Le déficit ainsi que la dette, évaluée à 49,7 %, semblent également maîtrisés. « Les efforts considérables déployés par les autorités béninoises en matière de recouvrement des impôts et de redéfinition des priorités en matière de dépenses complètent les financements du FMI, ce qui permet au Bénin de faire face aux dépenses imprévues liées à la guerre prolongée en Ukraine et aux retombées des risques sécuritaires régionaux », a déclaré le directeur général adjoint et président par intérim du FMI, Kenji Okamura, tout en appelant le gouvernement à poursuivre ses efforts d’assainissement budgétaire pour disposer d’une marge de manœuvre qui leur permettrait de répondre aux importants besoins de développement du pays.
La transformation du modèle économique en jeu
Les mesures ne se sont pas arrêtées là. Les autorités ont lancé des grands projets dans des secteurs clés comme le tourisme, le numérique et l’industrie. Objectif : transformer structurellement l’économie béninoise, jugée par certains encore trop dépendante du coton, trop peu pourvoyeuse d’emplois ou encore pas assez ouverte pour le secteur privé local. Pour ce faire, le président Talon mise sur la zone économique de Glo Djigbé, situé à 45 kilomètres de Cotonou, la capitale économique.
Car le petit État d’Afrique de l’Ouest a beau être le premier producteur de coton d’Afrique, il exporte quasiment la totalité de cette matière première, notamment vers le Bangladesh. Aujourd’hui, le but est de transformer localement son coton pour devenir un acteur à part entière du secteur de la confection au niveau mondial. D’autres secteurs sont concernés par ce mégaprojet, notamment l’agriculture, avec la transformation locale de l’acajou, l’assemblage de motos ou la production de jus de fruits. Et ça marche ! Le pays voit affluer sur son sol des investisseurs étrangers, notamment asiatiques.
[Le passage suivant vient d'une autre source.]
//! Migration mode resolution.
//!
//! The mode is read once from the run-scoped parameters when a
//! [`Migration`](crate::migration::Migration) is built and never re-read.

use std::collections::BTreeMap;
use std::fmt;

use serde::{Deserialize, Serialize};

/// Parameter key holding the mode.
pub const MODE_KEY: &str = "zd-mode";

/// Older key accepted when `zd-mode` is absent.
pub const LEGACY_MODE_KEY: &str = "zd-strategy";

/// Which part of a zero-downtime change an invocation emits.
#[derive(Debug, Clone, Copy, Default, PartialEq, Eq, Hash, Serialize, Deserialize)]
#[serde(rename_all = "lowercase")]
pub enum MigrationMode {
    /// The plain one-shot change.
    #[default]
    Off,
    /// Add the new element alongside the old one and keep both in sync.
    Expand,
    /// Remove the old element and the sync machinery.
    Contract,
}

/// Run-scoped configuration handed to the entry point.
#[derive(Debug, Clone, Default, PartialEq, Eq)]
pub struct MigrationConfig {
    pub parameters: BTreeMap<String, String>,
}

impl MigrationConfig {
    pub fn new(parameters: BTreeMap<String, String>) -> Self {
        Self { parameters }
    }

    /// Config with only the mode parameter set.
    pub fn with_mode(mode: MigrationMode) -> Self {
        let mut parameters = BTreeMap::new();
        parameters.insert(MODE_KEY.to_string(), mode.key().to_string());
        Self { parameters }
    }

    pub fn get(&self, key: &str) -> Option<&str> {
        self.parameters.get(key).map(String::as_str)
    }
}

impl MigrationMode {
    /// Resolve the mode from `zd-mode` (or `zd-strategy`). Matching is
    /// case-insensitive; absent or unknown values resolve to `Off`.
    pub fn resolve(config: &MigrationConfig) -> Self {
        config
            .get(MODE_KEY)
            .or_else(|| config.get(LEGACY_MODE_KEY))
            .and_then(Self::parse)
            .unwrap_or_default()
    }

    /// Parse a mode key. Returns `None` for unknown values.
    pub fn parse(value: &str) -> Option<Self> {
        match value.trim().to_lowercase().as_str() {
            "off" => Some(MigrationMode::Off),
            "expand" => Some(MigrationMode::Expand),
            "contract" => Some(MigrationMode::Contract),
            _ => None,
        }
    }

    pub fn key(&self) -> &'static str {
        match self {
            MigrationMode::Off => "off",
            MigrationMode::Expand => "expand",
            MigrationMode::Contract => "contract",
        }
    }
}

impl fmt::Display for MigrationMode {
    fn fmt(&self, f: &mut fmt::Formatter<'_>) -> fmt::Result {
        f.write_str(self.key())
    }
}

#[cfg(test)]
mod tests {
    use super::*;

    fn config(pairs: &[(&str, &str)]) -> MigrationConfig {
        MigrationConfig::new(
            pairs
                .iter()
                .map(|(k, v)| (k.to_string(), v.to_string()))
                .collect(),
        )
    }

    #[test]
    fn test_absent_resolves_to_off() {
        assert_eq!(MigrationMode::resolve(&MigrationConfig::default()), MigrationMode::Off);
    }

    #[test]
    fn test_case_insensitive() {
        assert_eq!(
            MigrationMode::resolve(&config(&[("zd-mode", "EXPAND")])),
            MigrationMode::Expand
        );
        assert_eq!(
            MigrationMode::resolve(&config(&[("zd-mode", "Contract")])),
            MigrationMode::Contract
        );
    }

    #[test]
    fn test_unknown_resolves_to_off() {
        assert_eq!(
            MigrationMode::resolve(&config(&[("zd-mode", "disabled")])),
            MigrationMode::Off
        );
    }

    #[test]
    fn test_legacy_key_is_fallback_only() {
        assert_eq!(
            MigrationMode::resolve(&config(&[("zd-strategy", "expand")])),
            MigrationMode::Expand
        );
        assert_eq!(
            MigrationMode::resolve(&config(&[("zd-mode", "contract"), ("zd-strategy", "expand")])),
            MigrationMode::Contract
        );
    }

    #[test]
    fn test_with_mode_round_trips() {
        for mode in [MigrationMode::Off, MigrationMode::Expand, MigrationMode::Contract] {
            assert_eq!(MigrationMode::resolve(&MigrationConfig::with_mode(mode)), mode);
        }
    }
}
À la clé de nombreux avantages dont des exonérations d’impôt, de droit de douane, de taxe, etc. En contrepartie, ces investisseurs devront davantage œuvrer dans le social. Car à la différence de l’Éthiopie, qui a beaucoup misé sur la main-d’œuvre à bas coût, Cotonou entend changer d’approche avec un modèle d’industrialisation qui devra déboucher sur la redistribution des richesses créées sur place. Dans ce sillage, le gouvernement béninois est entré dans une nouvelle phase de son PAG et fait augmenter le smig (salaire minimum interprofessionnel garanti) de 40 000 (environ 61 euros) à 52 000 francs CFA (environ 79 euros), une promesse du président Talon obtenue après des négociations avec les syndicats.
Entre satisfécit et défis
Ce volontarisme a valu au Bénin l’approbation de l’agence de notation Fitch, qui a relevé par deux fois la note du pays, désormais à B + avec perspective stable. L’agence de notation panafricaine Bloomfield Investment Corporation a, de son côté, en notation souveraine en monnaie locale (CFA), confirmé la note de long terme A avec une perspective stable attribuée il y a un an à l’État du Bénin. La capacité du pays a mobiliser des ressources à l’international a été renforcée ces dernières années, preuve s’il en fallait une que Cotonou a la confiance des investisseurs. Les autorités sont régulièrement saluées pour leur capacité à assurer le service de la dette publique malgré une hausse contenue de l’endettement.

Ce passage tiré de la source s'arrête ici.